I had to add the AnalysisLevel property to the .csproj explicitly to get it working. The project properties Code Analysis tab shows an “Analysis Level” setting, but it doesn’t seem to work (this is probably a bug in VS2019 16.8). Explicitly putting the setting in the .csproj file made it work though.

I recommend using AnalysisMode=AllEnabledByDefault at first, and then turning off individual rules you don’t want as they come up.

Note: You can use the analyzer from the .NET 5 SDK even if your project isn’t targeting .NET 5.

If you don’t have the .NET 5 SDK installed

Since you don’t have the .NET 5 SDK installed, but want the .NET Analyzers, you can install the nuget package:

Install-Package Microsoft.CodeAnalysis.NetAnalyzers
Code language: PowerShell (powershell)

Then add the following settings to the .csproj file:

<PropertyGroup> <OutputType>Exe</OutputType> <TargetFramework>netcoreapp3.1</TargetFramework> <AnalysisMode>AllEnabledByDefault</AnalysisMode> <AnalysisLevel>latest</AnalysisLevel> </PropertyGroup>
Code language: HTML, XML (xml)

Note: Since I have .NET 5 SDK installed, I’m not 100% sure if this is all you need to do to get it working. If you are going this route, and it doesn’t work, please leave a comment.

Check if code analysis works

After enabling .NET Analyzers, you can check if it’s working by intentionally adding code that will trigger a code analysis warning, such as the following enum:

public enum Animals { Dog = 1, Cat = 2 }
Code language: C# (cs)

If in doubt, rebuild the project. If everything is working as intended, then you should see the following code analysis warning:

CA1008 Add a member to Animals that has a value of zero with a suggested name of ‘None’

2 thoughts on “How to enable the built-in .NET Analyzers”

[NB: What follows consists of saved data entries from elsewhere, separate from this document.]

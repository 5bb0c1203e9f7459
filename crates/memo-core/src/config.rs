//! Settings file.
//!
//! Every load starts from the TOML embedded below and layers the user's file
//! over it, so a user file only needs the keys it changes. [`Config::load`]
//! uses `$XDG_CONFIG_HOME/memo/config.toml` (falling back to `~/.config`) and
//! writes the defaults there on first run. [`Config::defaults`] never touches
//! the filesystem.

use std::path::{Path, PathBuf};

use chrono::FixedOffset;
use config::{File, FileFormat};
use serde::Deserialize;

use crate::error::ConfigError;
use crate::project::{is_valid_timestamp_format, ProjectorOptions};

const DEFAULT_CONFIG: &str = r#"
[store]
# empty = $XDG_DATA_HOME/memo/notes.db
path = ""

[display]
wrap_width       = 30
preview_lines    = 3
context_chars    = 5
utc_offset_hours = 8
timestamp_format = "%Y-%m-%d %H:%M:%S"

[ui]
theme           = "default"
show_timestamps = true
"#;

/// Whole hours either side of UTC that a display offset may take.
const MAX_OFFSET_HOURS: i32 = 23;

/// Upper bound for every `[display]` size. Larger values are typos.
const MAX_DISPLAY_SIZE: usize = 1_000;

#[derive(Debug, Clone, Deserialize)]
pub struct Config {
    pub store: StoreConfig,
    pub display: DisplayConfig,
    pub ui: UiConfig,
}

#[derive(Debug, Clone, Default, Deserialize)]
pub struct StoreConfig {
    /// Database file. Blank selects the XDG data location.
    pub path: String,
}

/// How notes are turned into display models. See [`ProjectorOptions`].
#[derive(Debug, Clone, Deserialize)]
pub struct DisplayConfig {
    pub wrap_width: usize,
    pub preview_lines: usize,
    pub context_chars: usize,
    pub utc_offset_hours: i32,
    pub timestamp_format: String,
}

/// Read by the terminal front end only.
#[derive(Debug, Clone, Deserialize)]
pub struct UiConfig {
    pub theme: String,
    pub show_timestamps: bool,
}

impl Config {
    /// The user's config file, created from the defaults if absent.
    pub fn load() -> anyhow::Result<Self> {
        let path = config_dir().join("config.toml");
        if !path.exists() {
            if let Some(dir) = path.parent() {
                std::fs::create_dir_all(dir)?;
            }
            std::fs::write(&path, DEFAULT_CONFIG.trim_start())?;
            tracing::info!(path = %path.display(), "config: wrote defaults");
        }
        Self::load_from(&path)
    }

    /// `path` layered over the defaults. A missing file is not an error.
    pub fn load_from(path: &Path) -> anyhow::Result<Self> {
        let cfg = Self::layers(Some(path))?;
        tracing::debug!(path = %path.display(), "config: loaded");
        Ok(cfg)
    }

    pub fn defaults() -> Self {
        Self::layers(None).expect("embedded default config must deserialize")
    }

    fn layers(user: Option<&Path>) -> Result<Self, config::ConfigError> {
        let mut builder =
            config::Config::builder().add_source(File::from_str(DEFAULT_CONFIG, FileFormat::Toml));
        if let Some(path) = user {
            builder = builder.add_source(File::from(path).required(false));
        }
        builder.build()?.try_deserialize()
    }

    /// Validated projector settings from `[display]`.
    pub fn projector_options(&self) -> Result<ProjectorOptions, ConfigError> {
        ProjectorOptions::try_from(&self.display)
    }
}

impl Default for Config {
    fn default() -> Self {
        Self::defaults()
    }
}

impl StoreConfig {
    pub fn resolved_path(&self) -> PathBuf {
        match self.path.trim() {
            "" => data_dir().join("notes.db"),
            explicit => PathBuf::from(explicit),
        }
    }
}

impl TryFrom<&DisplayConfig> for ProjectorOptions {
    type Error = ConfigError;

    fn try_from(cfg: &DisplayConfig) -> Result<Self, ConfigError> {
        for (field, value) in [("wrap_width", cfg.wrap_width), ("preview_lines", cfg.preview_lines)] {
            if value == 0 {
                return Err(ConfigError::Zero { field });
            }
        }
        for (field, value) in [
            ("wrap_width", cfg.wrap_width),
            ("preview_lines", cfg.preview_lines),
            ("context_chars", cfg.context_chars),
        ] {
            if value > MAX_DISPLAY_SIZE {
                return Err(ConfigError::TooLarge { field, max: MAX_DISPLAY_SIZE, value });
            }
        }
        if !is_valid_timestamp_format(&cfg.timestamp_format) {
            return Err(ConfigError::TimestampFormat(cfg.timestamp_format.clone()));
        }
        let hours = cfg.utc_offset_hours;
        let utc_offset = Some(hours)
            .filter(|h| h.abs() <= MAX_OFFSET_HOURS)
            .and_then(|h| FixedOffset::east_opt(h * 3600))
            .ok_or(ConfigError::UtcOffset(hours))?;

        Ok(Self {
            wrap_width: cfg.wrap_width,
            preview_lines: cfg.preview_lines,
            context_chars: cfg.context_chars,
            utc_offset,
            timestamp_format: cfg.timestamp_format.clone(),
        })
    }
}

/// `$<var>/memo`, or `~/<fallback>/memo` when the variable is unset.
fn xdg_dir(var: &str, fallback: &[&str]) -> PathBuf {
    let base = std::env::var_os(var).map(PathBuf::from).unwrap_or_else(|| {
        let home = std::env::var_os("HOME").map_or_else(|| PathBuf::from("."), PathBuf::from);
        fallback.iter().fold(home, |p, part| p.join(part))
    });
    base.join("memo")
}

fn config_dir() -> PathBuf {
    xdg_dir("XDG_CONFIG_HOME", &[".config"])
}

fn data_dir() -> PathBuf {
    xdg_dir("XDG_DATA_HOME", &[".local", "share"])
}
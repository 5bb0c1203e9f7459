//! Key translation. Crossterm events become [`AppEvent`]s here and nowhere
//! else, so widgets and app state only ever see the semantic vocabulary.
//!
//! Two keymaps exist. [`KeyMode::Browse`] is active while the category bar
//! or the note list has focus and binds single letters to actions.
//! [`KeyMode::Typing`] is active in the query bar, the command bar and the
//! note editor, where every printable character (CJK included) is text.
//!
//! | Key                   | Browse            | Typing           |
//! |-----------------------|-------------------|------------------|
//! | `q`                   | `Quit`            | `Char('q')`      |
//! | `Ctrl+c`              | `Quit`            | `Quit`           |
//! | `Ctrl+s`              | `Save`            | `Save`           |
//! | `Tab`                 | `FocusNext`       | `FocusNext`      |
//! | `/`                   | `QueryFocus`      | `Char('/')`      |
//! | `]` / `[`             | category next/prev | `Char`          |
//! | `PageUp` / `Ctrl+u`   | `ScrollUp`        | none             |
//! | `PageDown` / `Ctrl+d` | `ScrollDown`      | none             |
//! | arrows                | `Nav`             | `Nav`            |
//! | `h` `j` `k` `l`       | `Nav`             | `Char`           |
//! | `Enter`, `Esc`, `Backspace` | same name   | same name        |

use crossterm::event::{Event, KeyCode, KeyEvent, KeyModifiers};

#[derive(Debug, Clone, Copy, PartialEq, Eq)]
pub enum Direction {
    Up,
    Down,
    Left,
    Right,
}

#[derive(Debug, Clone, PartialEq, Eq)]
pub enum AppEvent {
    Quit,
    /// Cycle focus categories → list → query bar.
    FocusNext,
    QueryFocus,
    ScrollUp,
    ScrollDown,
    /// Next category tab, wrapping past the last one.
    CategoryNext,
    CategoryPrev,
    Nav(Direction),
    Char(char),
    Backspace,
    Enter,
    Resize(u16, u16),
    Escape,
    /// Write the open editor back to the notebook.
    Save,
}

#[derive(Debug, Clone, Copy, PartialEq, Eq)]
pub enum KeyMode {
    Browse,
    Typing,
}

/// Translate a terminal event. Mouse events and unbound keys yield `None`.
pub fn translate(event: &Event, mode: KeyMode) -> Option<AppEvent> {
    match event {
        Event::Resize(w, h) => Some(AppEvent::Resize(*w, *h)),
        Event::Key(key) => translate_key(key, mode),
        _ => None,
    }
}

fn translate_key(key: &KeyEvent, mode: KeyMode) -> Option<AppEvent> {
    let plain = key.modifiers == KeyModifiers::NONE;
    let ctrl = key.modifiers == KeyModifiers::CONTROL;
    let printable = plain || key.modifiers == KeyModifiers::SHIFT;

    // bindings shared by both keymaps
    let shared = match key.code {
        KeyCode::Char('c') if ctrl => Some(AppEvent::Quit),
        KeyCode::Char('s') if ctrl => Some(AppEvent::Save),
        KeyCode::Tab if plain => Some(AppEvent::FocusNext),
        KeyCode::Enter if plain => Some(AppEvent::Enter),
        KeyCode::Backspace if plain => Some(AppEvent::Backspace),
        KeyCode::Esc => Some(AppEvent::Escape),
        KeyCode::Up => Some(AppEvent::Nav(Direction::Up)),
        KeyCode::Down => Some(AppEvent::Nav(Direction::Down)),
        KeyCode::Left => Some(AppEvent::Nav(Direction::Left)),
        KeyCode::Right => Some(AppEvent::Nav(Direction::Right)),
        _ => None,
    };
    if shared.is_some() {
        return shared;
    }

    match (mode, key.code) {
        (KeyMode::Typing, KeyCode::Char(c)) if printable => Some(AppEvent::Char(c)),
        (KeyMode::Typing, _) => None,

        (KeyMode::Browse, KeyCode::PageUp) => Some(AppEvent::ScrollUp),
        (KeyMode::Browse, KeyCode::PageDown) => Some(AppEvent::ScrollDown),
        (KeyMode::Browse, KeyCode::Char('u')) if ctrl => Some(AppEvent::ScrollUp),
        (KeyMode::Browse, KeyCode::Char('d')) if ctrl => Some(AppEvent::ScrollDown),
        (KeyMode::Browse, KeyCode::Char(c)) if plain => Some(browse_letter(c)),
        (KeyMode::Browse, KeyCode::Char(c)) if printable => Some(AppEvent::Char(c)),
        (KeyMode::Browse, _) => None,
    }
}

fn browse_letter(c: char) -> AppEvent {
    match c {
        'q' => AppEvent::Quit,
        '/' => AppEvent::QueryFocus,
        ']' => AppEvent::CategoryNext,
        '[' => AppEvent::CategoryPrev,
        'k' => AppEvent::Nav(Direction::Up),
        'j' => AppEvent::Nav(Direction::Down),
        'h' => AppEvent::Nav(Direction::Left),
        'l' => AppEvent::Nav(Direction::Right),
        other => AppEvent::Char(other),
    }
}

  1. With this in my project file, I get the below warning. The Configuration Manager only has disabled controls for any project with such a fragment. This applies also to my console application with OutputType set to Exe.

    Library
    net461
    AllEnabledByDefault
    latest

    There is no project configuration matching the active solution configuration. Open the Configuration Manager and fix configuration mapping for this project.

    Reply
    • The error you’re getting is caused by pasting this into a non-SDK-style project file:
      <TargetFramework>net461</TargetFramework>

      To get rid of the error, remove that line (and then unload/reload the project). However, this error points to a bigger issue. The instructions in this article are for a SDK-style project file, and you’re using a non-SDK-style project file. So if you want to use this approach, I’d suggest converting your project file to the SDK-style.